Strange as it may seem, dealing with who is going to pay for dental services outweighs the long-term benefits for health in the long run of things. No one wants to pay more than they think they should. Complicated issues arise when a third party, the government or an insurance company, pays for services and the patient sees that role as defining their obligation to pay. Understand that Medicare, Medicaid and CHIPS are the government and PPO, HMO or Fee for Service are publicly or privately-owned business entities.
Dentists and patients alike often equate insurance payment for services as acceptance and approval of services. It isn’t. It is simply what the employer has purchased. The more expensive the policy, the more benefits. In network, the insurance company is being asked to pay for services that may or may not fit into the contract with the employer.
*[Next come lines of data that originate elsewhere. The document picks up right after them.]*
use std::path::Path;

use tessera::{CoverageReport, PuzzleError};

use crate::error::AppError;
use crate::rendering::{coverage_counts, read_png, render_coverage, write_png};
use crate::services::PieceStore;

/// Check that the full-canvas pieces in `store` cover the source image at
/// `image_path` exactly once, optionally writing a coverage view (gaps red,
/// overlaps green) to `visualize`.
pub fn verify_coverage(
    image_path: &Path,
    store: &PieceStore,
    visualize: Option<&Path>,
) -> Result<CoverageReport, AppError> {
    let image = read_png(image_path)?;
    let (width, height) = (image.width(), image.height());
    let pieces = store.load_pieces()?;

    if let Some(odd) = pieces
        .iter()
        .find(|p| (p.raster.width(), p.raster.height()) != (width, height))
    {
        return Err(PuzzleError::InputInvalid(format!(
            "{} is {}x{}, source image is {width}x{height}",
            odd.name,
            odd.raster.width(),
            odd.raster.height()
        ))
        .into());
    }

    let counts = coverage_counts(&pieces, width, height);
    let report = CoverageReport::from_counts(&counts);

    if let Some(path) = visualize {
        write_png(path, &render_coverage(&counts, width, height), false)?;
        tracing::info!(path = %path.display(), "Wrote coverage view");
    }

    tracing::info!(
        pieces = pieces.len(),
        total = report.total,
        uncovered = report.uncovered,
        overlapped = report.overlapped,
        "Verified coverage"
    );
    Ok(report)
}

#[cfg(test)]
mod tests {
    use super::*;
    use tempfile::TempDir;
    use tessera::{Piece, Raster};

    use crate::rendering::coverage_view::{COVERED, GAP};

    #[test]
    fn test_reports_gap_and_writes_view() {
        let dir = TempDir::new().unwrap();
        let source = dir.path().join("source.png");
        write_png(&source, &Raster::filled(2, 1, [5, 5, 5, 255]), false).unwrap();

        let mut half = Raster::new(2, 1);
        half.put(0, 0, [5, 5, 5, 255]);
        let pieces_dir = dir.path().join("pieces");
        let store = PieceStore::new(&pieces_dir);
        store.write_pieces(&[Piece::new("piece_00.png", half)]).unwrap();

        let view = dir.path().join("coverage.png");
        let report = verify_coverage(&source, &store, Some(&view)).unwrap();
        assert_eq!((report.total, report.uncovered, report.overlapped), (2, 1, 0));

        let rendered = read_png(&view).unwrap();
        assert_eq!(rendered.get(0, 0), COVERED);
        assert_eq!(rendered.get(1, 0), GAP);
    }

    #[test]
    fn test_rejects_mismatched_piece_size() {
        let dir = TempDir::new().unwrap();
        let source = dir.path().join("source.png");
        write_png(&source, &Raster::filled(4, 4, [5, 5, 5, 255]), false).unwrap();
        let store = PieceStore::new(dir.path().join("pieces"));
        store
            .write_pieces(&[Piece::new("piece_00.png", Raster::new(2, 2))])
            .unwrap();

        let result = verify_coverage(&source, &store, None);
        assert!(matches!(
            result,
            Err(AppError::Puzzle(PuzzleError::InputInvalid(_)))
        ));
    }
}
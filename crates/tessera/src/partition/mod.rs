//! Partition generators.
//!
//! Two variants share the [`Piece`] output type:
//!
//! - [`VoronoiPartitioner`]: irregular regions from a relaxed Voronoi
//!   tessellation, each piece the size of the source image
//! - [`JigsawPartitioner`]: a rows×cols grid with complementary tabs and
//!   slots on every internal side, each piece padded by the tab radius

mod geometry;
mod jigsaw;
mod label_map;
mod voronoi;

pub use geometry::{clip_half_plane, rasterize_convex, Point};
pub use jigsaw::{
    assign_edges, EdgeTable, GridLayout, JigsawPartitioner, JigsawPuzzle, DEFAULT_TAB_RATIO,
    MAX_TAB_RATIO,
};
pub use label_map::{LabelMap, UNLABELED};
pub use voronoi::{SiteSeeding, VoronoiPartitioner, DEFAULT_LLOYD_ITERATIONS};

use crate::piece::Piece;

/// Output of the Voronoi partitioner.
#[derive(Debug, Clone)]
pub struct Partition {
    /// Pieces in label order; `pieces[i]` is label `i`
    pub pieces: Vec<Piece>,
    pub labels: LabelMap,
}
If they don’t fit they don’t get paid even if the patient and the dentist both agree that the treatment is in the best interest of the patient.
Many dental practices become absorbed in presenting treatment with the thought of whether the policy will pay for the care or not. This is addressed to the patient during the visit as “we will check with your insurance to see if this is covered” before the patient inquires. It sends a message that “if it isn’t covered I shouldn’t need it”.
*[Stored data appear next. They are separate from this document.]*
//! Test fixtures and constants.

use tessera::Raster;

/// Seeds used across scenarios
pub mod seeds {
    /// Seed of the 300x300 nine-piece scenario
    pub const SCENARIO: u64 = 1;

    /// General purpose seed
    pub const DEFAULT: u64 = 42;
}

/// Source image sizes
pub mod sizes {
    /// Small Voronoi source
    pub const VORONOI: (u32, u32) = (96, 64);

    /// Jigsaw source whose size does not divide evenly into 2x3
    pub const JIGSAW: (u32, u32) = (151, 103);
}

/// Colorful source image: a diagonal gradient with a checker overlay, so
/// every region carries distinct colors for signatures to latch onto.
pub fn gradient(width: u32, height: u32) -> Raster {
    Raster::from_fn(width, height, |x, y| {
        let checker = if (x / 8 + y / 8) % 2 == 0 { 40 } else { 0 };
        [
            (x * 215 / width.max(1)) as u8 + checker,
            (y * 215 / height.max(1)) as u8 + checker,
            ((x + y) * 200 / (width + height).max(1)) as u8,
            255,
        ]
    })
}

/// Single-color source image.
pub fn solid(width: u32, height: u32) -> Raster {
    Raster::filled(width, height, [120, 180, 90, 255])
}
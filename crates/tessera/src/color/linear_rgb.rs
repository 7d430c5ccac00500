//! Linear RGB color type
//!
//! Linear RGB is the intermediate step between stored sRGB bytes and Oklab.

use super::lut::srgb8_to_linear;
use super::srgb::Srgb;

/// A color in linear RGB color space.
///
/// Values represent light intensity proportional to physical light power,
/// in the range 0.0..=1.0 for colors decoded from 8-bit sRGB.
#[derive(Debug, Clone, Copy, PartialEq)]
pub struct LinearRgb {
    /// Red channel (linear light intensity)
    pub r: f32,
    /// Green channel (linear light intensity)
    pub g: f32,
    /// Blue channel (linear light intensity)
    pub b: f32,
}

impl LinearRgb {
    /// Create a new LinearRgb color from linear RGB values.
    #[inline]
    pub fn new(r: f32, g: f32, b: f32) -> Self {
        Self { r, g, b }
    }
}

impl From<Srgb> for LinearRgb {
    /// Decode gamma through the 256-entry lookup table.
    fn from(srgb: Srgb) -> Self {
        Self {
            r: srgb8_to_linear(srgb.r),
            g: srgb8_to_linear(srgb.g),
            b: srgb8_to_linear(srgb.b),
        }
    }
}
Presenting the treatment as what is the best treatment plan to get the patient healthy without considering how or if they can pay for it is the best course to follow. At the end of the presentation the following should be said by the treatment coordinator or business coordinator/office manager.
First, present the total cost of treatment if the treatment is completed together in a brief period or in appointments or phases amounts so that the estimates are not overwhelming. Often first phase treatment like periodontal treatments or endodontic treatments must be successful to determine the outcome of further restorative services.
“This is an estimated amount of coverage $__________ that your insurance may pay according to your group policy information. It is limited to mostly preventive and diagnostic service so that you are aware that your extensive work will require more out of pocket to get healthy. I have illustrated the estimated coverage on this treatment option form for your approval. Your share of costs is estimated at $___________. We offer a payment plan through (name of lender) that I can help you apply for now. We also accept cash, check or all major credit cards.”
Being transparent about payment options and insurance company benefits makes for a more trusting and compliant patient. Being knowledgeable about their policy helps build a bridge to understanding however never promise a payment from the insurance or give a guarantee of payment by the insurance. After all, they don’t tell us what they are going to pay and they don’t tell the patient either.